Low‐depth sequencing for copy number abnormalities in multiple myeloma supersedes fluorescent in situ hybridization in scope and resolution

Multiple myeloma (MM) is an incurable hematological malignancy that relies on cytogenetic determination of copy number abnormalities (CNAs) for prognosis and management. Low‐depth whole genome sequencing (LD‐WGS) is a cost‐effective alternative to targeted genomics for CNA detection, but its value has yet to be explored in MM. DNA from CD138+ cells from MM patients were sequenced using an Illumina NextSeq at <1x depth (ultralow‐depth). Subsampling analysis and window size adjustment were performed for determining sensitivity limits and results compared to fluorescent in‐Situ hybridization (FISH).
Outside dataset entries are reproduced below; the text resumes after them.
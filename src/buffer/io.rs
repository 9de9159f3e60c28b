//! Streaming ingestion and the std / `bytes` trait surface.
//!
//! - `fill_from` / `read_all_from` / `read_exact_from` append bytes pulled
//!   from a [`std::io::Read`] source at the logical tail
//! - [`std::io::Write`] appends at the cursor and never short-writes
//! - [`std::io::Read`] and [`bytes::Buf`] consume from the cursor

use std::io::{self, Read, Write};

use bytes::Buf;

use crate::error::BufferError;

use super::CursorBuffer;

/// Spare room reserved before each chunked read from a source.
pub const READ_STEP: usize = 256;

impl CursorBuffer {
    /// Pulls one chunk from `reader` into the tail.
    ///
    /// The bytes land after the current length; the cursor does not move.
    /// Returns the number of bytes appended, 0 meaning end of data.
    /// Interrupted reads are retried.
    pub fn fill_from<R: Read + ?Sized>(&mut self, reader: &mut R) -> Result<usize, BufferError> {
        self.grow(READ_STEP);
        let start = self.length;
        loop {
            match reader.read(&mut self.storage[start..]) {
                Ok(n) => {
                    self.length += n;
                    return Ok(n);
                }
                Err(e) if e.kind() == io::ErrorKind::Interrupted => continue,
                Err(e) => return Err(e.into()),
            }
        }
    }

    /// Pulls from `reader` until it signals end of data.
    ///
    /// Returns the total number of bytes appended.
    pub fn read_all_from<R: Read + ?Sized>(&mut self, reader: &mut R) -> Result<usize, BufferError> {
        let mut total = 0;
        loop {
            match self.fill_from(reader)? {
                0 => return Ok(total),
                n => total += n,
            }
        }
    }

    /// Appends exactly `n` bytes from `reader`.
    ///
    /// If the source ends first this fails with an
    /// [`io::ErrorKind::UnexpectedEof`] error and the length is unchanged.
    pub fn read_exact_from<R: Read + ?Sized>(
        &mut self,
        reader: &mut R,
        n: usize,
    ) -> Result<&mut Self, BufferError> {
        self.grow(n);
        let start = self.length;
        reader.read_exact(&mut self.storage[start..start + n])?;
        self.length += n;
        Ok(self)
    }
}

impl Write for CursorBuffer {
    fn write(&mut self, buf: &[u8]) -> io::Result<usize> {
        self.write_bytes(buf);
        Ok(buf.len())
    }

    fn flush(&mut self) -> io::Result<()> {
        Ok(())
    }
}

impl Read for CursorBuffer {
    fn read(&mut self, out: &mut [u8]) -> io::Result<usize> {
        let n = out.len().min(self.available());
        out[..n].copy_from_slice(&self.storage[self.position..self.position + n]);
        self.position += n;
        Ok(n)
    }
}

impl Buf for CursorBuffer {
    fn remaining(&self) -> usize {
        self.available()
    }

    fn chunk(&self) -> &[u8] {
        self.rest()
    }

    fn advance(&mut self, cnt: usize) {
        assert!(
            cnt <= self.available(),
            "cannot advance past `remaining`: {} <= {}",
            cnt,
            self.available()
        );
        self.position += cnt;
    }
}

#[cfg(test)]
mod tests {
    use super::*;
    use std::io::Cursor;

    /// Yields at most `step` bytes per read.
    struct Trickle<'a> {
        data: &'a [u8],
        step: usize,
    }

    impl Read for Trickle<'_> {
        fn read(&mut self, out: &mut [u8]) -> io::Result<usize> {
            let n = self.step.min(out.len()).min(self.data.len());
            out[..n].copy_from_slice(&self.data[..n]);
            self.data = &self.data[n..];
            Ok(n)
        }
    }

    struct Failing;

    impl Read for Failing {
        fn read(&mut self, _: &mut [u8]) -> io::Result<usize> {
            Err(io::Error::new(io::ErrorKind::ConnectionReset, "reset"))
        }
    }

    #[test]
    fn test_fill_from_appends_at_tail() {
        let mut buf = CursorBuffer::new();
        buf.write_bytes(&[1, 2]);
        buf.set_position(1);

        let n = buf.fill_from(&mut Cursor::new(vec![3, 4, 5])).unwrap();
        assert_eq!(n, 3);
        assert_eq!(buf.as_bytes(), &[1, 2, 3, 4, 5]);
        assert_eq!(buf.position(), 1);
    }

    #[test]
    fn test_fill_from_end_of_data() {
        let mut buf = CursorBuffer::new();
        assert_eq!(buf.fill_from(&mut io::empty()).unwrap(), 0);
        assert!(buf.is_empty());
    }

    #[test]
    fn test_read_all_from() {
        let data: Vec<u8> = (0..1000).map(|i| (i % 256) as u8).collect();
        let mut buf = CursorBuffer::with_capacity(0);
        let mut src = Trickle {
            data: &data,
            step: 7,
        };
        assert_eq!(buf.read_all_from(&mut src).unwrap(), 1000);
        assert_eq!(buf.as_bytes(), &data[..]);
    }

    #[test]
    fn test_source_failure_propagates() {
        let mut buf = CursorBuffer::new();
        let err = buf.read_all_from(&mut Failing).unwrap_err();
        match err {
            BufferError::Io(e) => assert_eq!(e.kind(), io::ErrorKind::ConnectionReset),
            other => panic!("unexpected error: {other}"),
        }
    }

    #[test]
    fn test_read_exact_from() {
        let mut buf = CursorBuffer::new();
        let mut src = Trickle {
            data: &[1, 2, 3, 4, 5],
            step: 2,
        };
        buf.read_exact_from(&mut src, 4).unwrap();
        assert_eq!(buf.as_bytes(), &[1, 2, 3, 4]);

        let err = buf.read_exact_from(&mut src, 4).unwrap_err();
        assert!(matches!(err, BufferError::Io(ref e) if e.kind() == io::ErrorKind::UnexpectedEof));
        assert_eq!(buf.len(), 4);
    }

    #[test]
    fn test_io_write_and_read() {
        let mut buf = CursorBuffer::new();
        assert_eq!(buf.write(&[0, 1, 2, 3]).unwrap(), 4);

        buf.set_position(0);
        let mut out = [0u8; 2];
        assert_eq!(Read::read(&mut buf, &mut out).unwrap(), 2);
        assert_eq!(out, [0, 1]);

        buf.set_position(0);
        let mut out = [0u8; 10];
        assert_eq!(Read::read(&mut buf, &mut out).unwrap(), 4);
    }

    #[test]
    fn test_buf_impl() {
        let mut buf = CursorBuffer::new();
        buf.write_u32(0xDEADBEEF).write_u8(9);
        buf.set_position(0);

        assert_eq!(buf.remaining(), 5);
        assert_eq!(buf.get_u32(), 0xDEADBEEF);
        assert_eq!(buf.chunk(), &[9]);
        Buf::advance(&mut buf, 1);
        assert!(!buf.has_remaining());
    }

    #[test]
    #[should_panic(expected = "cannot advance past")]
    fn test_buf_advance_past_end() {
        let mut buf = CursorBuffer::from_vec(vec![1]);
        Buf::advance(&mut buf, 2);
    }
}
CNA calls made down to 5 million (M) reads were comparable to those at 20 M reads at a window size of 100 kb had a sensitivity and specificity of 93%, 92% and an area under the curve of 0.94. All CNAs detected by FISH on the MM samples were also detected by LD‐WGS; the latter detected a further 36 focal CNAs not detected by FISH. Cost per sample of LD‐WGS was significantly lower for our organization than FISH testing. LD‐WGS for MM is significantly more sensitive than targeted technologies such as FISH in CNA detection and resolution, provides a more cost‐effective option for clinical purposes and potential for exploring prognostically relevant and drug discovery targets.